"You could rip my heart out of my chest, throw if on the ground and stomp on it right in front of me, and I'd let you... The worst part is, I'd pick it up and hand it right back to you."
We have all gone through it…well most of us have except a few lucky ones. A broken heart, that feeling you get in your stomach like the butterflies just died (read it somewhere), the joy that is stolen, the trust that is shattered, the feelings that are not returned, the pain that is almost physical, the hope that is smashed, the dreams that are never going to be fulfilled, the lies that were spoken, the promises that were broken…oh pain so much pain.
When you are young and your hormones are raging you are bound to suffer from a broken heart. I witness it daily all around me. And it hurts me no end seeing those young bleeding hearts talking about their complicated lives. Their woes and troubles are nothing new, I have heard of them a thousand times before and actually have gone through them myself too. Who hasn’t?
My husband and I go out for a cup of coffee to our very own adda, the next door coffee shop, Café Coffee Day, CCD as everyone calls it. We have come to be friends with almost all the regulars there, most of them youngsters. These youngsters need to talk and share and even though they do so with their regular friends they love a bit of advice from the oldies and of course a shoulder to cry on.
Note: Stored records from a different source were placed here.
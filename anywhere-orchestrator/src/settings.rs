use std::collections::BTreeMap;
use std::net::SocketAddr;
use std::path::{Path, PathBuf};
use std::str::FromStr;
use std::time::Duration;

use anywhere_common::RegionInfo;
use anywhere_providers::wait::WaitPolicy;
use serde::Deserialize;

/// One deployable region. The map key is the provider zone code.
#[derive(Debug, Clone, PartialEq, Eq, Deserialize)]
pub struct RegionConfig {
    /// Human readable name, shown in listings and share-link remarks.
    pub name: String,
    #[serde(default = "default_instance_type")]
    pub instance_type: String,
    #[serde(default = "default_image")]
    pub image: String,
}

fn default_instance_type() -> String {
    "DEV1-S".to_string()
}

fn default_image() -> String {
    "ubuntu_jammy".to_string()
}

#[derive(Debug, Deserialize)]
struct RegionsFile {
    #[serde(default)]
    regions: BTreeMap<String, RegionConfig>,
}

#[derive(Debug, Clone, PartialEq, Eq)]
pub struct LocalProxySettings {
    pub config_path: PathBuf,
    /// argv of the command that reloads the local daemon; empty disables it.
    pub restart_cmd: Vec<String>,
}

#[derive(Debug, thiserror::Error)]
pub enum SettingsError {
    #[error("invalid value for {key}: {value:?}")]
    Invalid { key: &'static str, value: String },
    #[error("cannot read regions file {path}: {source}")]
    RegionsFile {
        path: PathBuf,
        #[source]
        source: std::io::Error,
    },
    #[error("cannot parse regions file: {0}")]
    RegionsParse(#[from] toml::de::Error),
    #[error("{0}")]
    Validation(String),
}

/// Immutable process configuration, built once and shared by `Arc`.
#[derive(Debug, Clone)]
pub struct Settings {
    pub database_url: Option<String>,
    pub bind_addr: SocketAddr,
    pub provider: String,
    pub regions: BTreeMap<String, RegionConfig>,
    pub sync_interval: Duration,
    pub wait: WaitPolicy,
    pub shutdown_grace: Duration,
    /// Port the bootstrap payload binds the proxy daemon to.
    pub proxy_port: u16,
    pub local_proxy: Option<LocalProxySettings>,
    pub relay_host: Option<String>,
}

impl Settings {
    /// Defaults for everything but the region table. Used by tests and as the
    /// base for [`Settings::from_env`].
    pub fn new(regions: BTreeMap<String, RegionConfig>) -> Self {
        Self {
            database_url: None,
            bind_addr: SocketAddr::from(([0, 0, 0, 0], 8080)),
            provider: "mock".to_string(),
            regions,
            sync_interval: Duration::from_secs(60),
            wait: WaitPolicy::default(),
            shutdown_grace: Duration::from_secs(30),
            proxy_port: 10086,
            local_proxy: None,
            relay_host: None,
        }
    }

    pub fn from_env() -> Result<Self, SettingsError> {
        let regions_path = env_or("REGIONS_FILE", "regions.toml");
        let regions = load_regions(Path::new(&regions_path))?;

        let mut settings = Self::new(regions);
        settings.database_url = env_opt("DATABASE_URL");
        settings.bind_addr = env_parse("BIND_ADDR", settings.bind_addr)?;
        settings.provider = env_or("PROVIDER", &settings.provider).to_lowercase();
        settings.sync_interval =
            Duration::from_secs(env_parse("INSTANCE_SYNC_INTERVAL_SECS", 60u64)?);
        settings.wait = WaitPolicy {
            interval: Duration::from_secs(env_parse("INSTANCE_POLL_INTERVAL_SECS", 5u64)?),
            timeout: Duration::from_secs(env_parse("INSTANCE_WAIT_TIMEOUT_SECS", 300u64)?),
        };
        settings.shutdown_grace = Duration::from_secs(env_parse("SHUTDOWN_GRACE_SECS", 30u64)?);
        settings.proxy_port = env_parse("PROXY_PORT", settings.proxy_port)?;
        settings.local_proxy = env_opt("LOCAL_PROXY_CONFIG_PATH").map(|path| LocalProxySettings {
            config_path: PathBuf::from(path),
            restart_cmd: env_or("LOCAL_PROXY_RESTART_CMD", "sudo systemctl restart v2ray")
                .split_whitespace()
                .map(str::to_string)
                .collect(),
        });
        settings.relay_host = env_opt("RELAY_HOST");

        settings.validate()?;
        Ok(settings)
    }

    pub fn validate(&self) -> Result<(), SettingsError> {
        if self.regions.is_empty() {
            return Err(SettingsError::Validation("no regions configured".into()));
        }
        if self.sync_interval.is_zero()
            || self.wait.interval.is_zero()
            || self.wait.timeout.is_zero()
        {
            return Err(SettingsError::Validation("intervals and timeouts must be non-zero".into()));
        }
        Ok(())
    }

    pub fn region(&self, code: &str) -> Option<&RegionConfig> {
        self.regions.get(code)
    }

    pub fn region_infos(&self) -> Vec<RegionInfo> {
        self.regions
            .iter()
            .map(|(code, cfg)| RegionInfo {
                region: code.clone(),
                display_name: cfg.name.clone(),
            })
            .collect()
    }

    /// Display name of `code`, falling back to the code itself.
    pub fn region_name(&self, code: &str) -> String {
        self.region(code)
            .map(|r| r.name.clone())
            .unwrap_or_else(|| code.to_string())
    }
}

pub fn parse_regions(raw: &str) -> Result<BTreeMap<String, RegionConfig>, SettingsError> {
    let file: RegionsFile = toml::from_str(raw)?;
    Ok(file.regions)
}

fn load_regions(path: &Path) -> Result<BTreeMap<String, RegionConfig>, SettingsError> {
    let raw = std::fs::read_to_string(path).map_err(|source| SettingsError::RegionsFile {
        path: path.to_path_buf(),
        source,
    })?;
    parse_regions(&raw)
}

fn env_opt(key: &str) -> Option<String> {
    std::env::var(key)
        .ok()
        .map(|v| v.trim().to_string())
        .filter(|v| !v.is_empty())
}

fn env_or(key: &str, default: &str) -> String {
    env_opt(key).unwrap_or_else(|| default.to_string())
}

fn env_parse<T: FromStr>(key: &'static str, default: T) -> Result<T, SettingsError> {
    match env_opt(key) {
        None => Ok(default),
        Some(value) => value
            .parse()
            .map_err(|_| SettingsError::Invalid { key, value }),
    }
}

#[cfg(test)]
mod tests {
    use super::*;

    #[test]
    fn test_parse_regions_applies_defaults() {
        let regions = parse_regions(
            r#"
            [regions.fr-par-1]
            name = "Paris 1"
            instance_type = "PLAY2-PICO"

            [regions.nl-ams-1]
            name = "Amsterdam 1"
            "#,
        )
        .unwrap();

        assert_eq!(regions.len(), 2);
        assert_eq!(regions["fr-par-1"].instance_type, "PLAY2-PICO");
        assert_eq!(regions["nl-ams-1"].instance_type, "DEV1-S");
        assert_eq!(regions["nl-ams-1"].image, "ubuntu_jammy");
    }

    #[test]
    fn test_validate_rejects_empty_regions() {
        let settings = Settings::new(BTreeMap::new());
        assert!(matches!(settings.validate(), Err(SettingsError::Validation(_))));
    }

    #[test]
    fn test_region_infos_are_sorted_by_code() {
        let regions = parse_regions(
            r#"
            [regions.pl-waw-1]
            name = "Warsaw 1"
            [regions.fr-par-2]
            name = "Paris 2"
            "#,
        )
        .unwrap();
        let settings = Settings::new(regions);
        let infos = settings.region_infos();
        assert_eq!(infos[0].region, "fr-par-2");
        assert_eq!(infos[1].display_name, "Warsaw 1");
        assert_eq!(settings.region_name("unknown"), "unknown");
    }
}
Things are different from my day. They have somehow learnt to complicate their lives with so many choices, unlimited exposure, changed mindsets and broadened horizons. Among their family, they live with their shields up, their pain and feelings masked, their heart hidden from anyone and everyone. They depend on this charade to help them through the day, but all they truly need is a shoulder to cry on and listen.
Not that they completely follow the advice given, nor is it possible for them to blindly follow and learn from someone else’s experience. They are living in a world of risk and uncertainty, with very temporary bonds of identity and loyalty and sense of purpose. It is not as simple to be young in today’s times. There is so much to do, study, work, family life, social life, so many things to do but so little time and maybe even guidance.
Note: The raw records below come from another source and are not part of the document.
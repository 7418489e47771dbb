// HTTP surface over the provisioning service.
pub mod docs;
pub mod handlers;

use std::sync::Arc;

use axum::routing::get;
use axum::Router;
use tower_http::cors::{Any, CorsLayer};
use tower_http::trace::TraceLayer;

use crate::provisioning::ProvisioningService;

#[derive(Clone)]
pub struct AppState {
    pub service: Arc<ProvisioningService>,
}

impl AppState {
    pub fn new(service: Arc<ProvisioningService>) -> Arc<Self> {
        Arc::new(Self { service })
    }
}

/// Permissive CORS; the API sits behind the operator's own front end.
pub fn create_cors() -> CorsLayer {
    CorsLayer::new()
        .allow_origin(Any)
        .allow_methods(Any)
        .allow_headers(Any)
}

pub fn create_router(state: Arc<AppState>) -> Router {
    Router::new()
        .route("/health", get(handlers::health))
        .route("/api-docs/openapi.json", get(docs::openapi_json))
        .route("/api/v2ray/regions", get(handlers::list_regions))
        .route(
            "/api/v2ray/instances",
            get(handlers::list_instances).post(handlers::create_instance),
        )
        .route(
            "/api/v2ray/instances/{uuid}",
            get(handlers::get_instance).delete(handlers::delete_instance),
        )
        .layer(TraceLayer::new_for_http())
        .layer(create_cors())
        .with_state(state)
}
It’s the same for boys and girls. They want to be pampered when they are very young but they are not supposed to be old enough to take responsibility on their own shoulders. Drinking, smoking, pubbing, partying, gangs are just a part of their normal lives. The so-called love concerns which have dramatically been on rise since the past few years end mostly in damage, of their hearts and their social lives. Misery leads to depression which overpowers them and very few are able to cope up with it as another aspect of the ups and downs of life.
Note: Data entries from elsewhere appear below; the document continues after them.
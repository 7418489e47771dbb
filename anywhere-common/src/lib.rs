use chrono::{DateTime, Utc};
use serde::{Deserialize, Serialize};
use std::fmt;
use uuid::Uuid;

pub mod share_link;

// --- Enums ---

#[derive(
    Debug, Serialize, Deserialize, Clone, Copy, PartialEq, Eq, Hash, sqlx::Type, utoipa::ToSchema,
)]
#[sqlx(type_name = "instance_status", rename_all = "lowercase")]
#[serde(rename_all = "lowercase")]
pub enum InstanceStatus {
    Pending,  // Record admitted, workflow not started yet
    Creating, // Cloud create requested, waiting for running
    Running,  // Reachable, endpoint published
    Deleting, // Teardown in flight
    Deleted,  // Terminal, record is soft-deleted
    Error,    // Workflow failed; operator must re-request
}

impl InstanceStatus {
    /// Statuses that occupy a region's single active slot.
    pub const ACTIVE: [InstanceStatus; 3] = [
        InstanceStatus::Pending,
        InstanceStatus::Creating,
        InstanceStatus::Running,
    ];

    pub fn as_str(&self) -> &'static str {
        match self {
            InstanceStatus::Pending => "pending",
            InstanceStatus::Creating => "creating",
            InstanceStatus::Running => "running",
            InstanceStatus::Deleting => "deleting",
            InstanceStatus::Deleted => "deleted",
            InstanceStatus::Error => "error",
        }
    }

    pub fn is_active(&self) -> bool {
        Self::ACTIVE.contains(self)
    }
}

impl fmt::Display for InstanceStatus {
    fn fmt(&self, f: &mut fmt::Formatter<'_>) -> fmt::Result {
        f.write_str(self.as_str())
    }
}

// --- Entities (SQLx Mapped) ---

/// One proxy endpoint instance. Never physically deleted; `is_deleted` plus
/// `status = deleted` is the terminal form.
#[derive(Debug, Serialize, Deserialize, Clone, PartialEq, sqlx::FromRow, utoipa::ToSchema)]
pub struct InstanceRecord {
    pub id: i64,
    pub uuid: Uuid,
    /// Empty until the cloud resource exists.
    pub cloud_id: String,
    pub region: String,
    /// Empty until known.
    pub public_address: String,
    pub status: InstanceStatus,
    pub direct_link: String,
    pub relay_link: String,
    pub is_deleted: bool,
    pub created_at: DateTime<Utc>,
    pub updated_at: DateTime<Utc>,
}

impl InstanceRecord {
    pub fn is_active(&self) -> bool {
        !self.is_deleted && self.status.is_active()
    }

    pub fn has_cloud_resource(&self) -> bool {
        !self.cloud_id.is_empty()
    }
}

/// Insert payload; the store assigns `id` and both timestamps.
#[derive(Debug, Clone, PartialEq)]
pub struct NewInstance {
    pub uuid: Uuid,
    pub region: String,
    pub cloud_id: String,
    pub public_address: String,
    pub status: InstanceStatus,
}

impl NewInstance {
    pub fn pending(uuid: Uuid, region: impl Into<String>) -> Self {
        Self {
            uuid,
            region: region.into(),
            cloud_id: String::new(),
            public_address: String::new(),
            status: InstanceStatus::Pending,
        }
    }
}

#[derive(Debug, Serialize, Deserialize, Clone, PartialEq, utoipa::ToSchema)]
pub struct RegionInfo {
    pub region: String,
    pub display_name: String,
}

#[cfg(test)]
mod tests {
    use super::*;

    #[test]
    fn test_active_set() {
        assert!(InstanceStatus::Pending.is_active());
        assert!(InstanceStatus::Running.is_active());
        assert!(!InstanceStatus::Deleting.is_active());
        assert!(!InstanceStatus::Error.is_active());
        assert!(!InstanceStatus::Deleted.is_active());
    }

    #[test]
    fn test_status_serializes_lowercase() {
        let v = serde_json::to_value(InstanceStatus::Creating).unwrap();
        assert_eq!(v, serde_json::json!("creating"));
    }
}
Studies and work remain forgotten, they try to hold themselves straight in this very confusing modern world. Young people often are guilty of pushing life. They say “youth is wasted on the youth”. Youngsters are impatient to “grow up.” Encouragement of early dating, clothing that at times is immodest, adult activities and privileges, to the extent the youngsters lose their childhood at a very early stage. They lose themselves in a world full of materialism not ever knowing that happiness does not stem from the acquisition of wealth and expensive branded stuff.
They need to be guided via education that the more we remain down-to-earth and enjoy life as it is meant to be the better we stay for the rest of our lives. There are many things that will never be under their control. Hearts will be broken but they can mend again. Mending a broken heart is never easy. There is no quick way to stop your heart from hurting so much. Bess Myerson once wrote that “to fall in love is awfully simple, but to fall out of love is simply awful.” Especially if you are the one who wanted the relationship to last.
But to be critical of love and marriage is not the answer. To stop loving isn’t an option. Author Henri Nouwen writes, “When those you love deeply reject you, leave you, or die, your heart will be broken. But that should not hold you back from loving deeply. The pain that comes from deep love makes your love ever more fruitful.”
Each time that I talk to them I pick up some new perspective of life, another way of handling issues which concern us, our family and friends. It’s not only my young friends who have a shoulder to cry on and learn from. I as a middle aged woman am learning a lot from them too.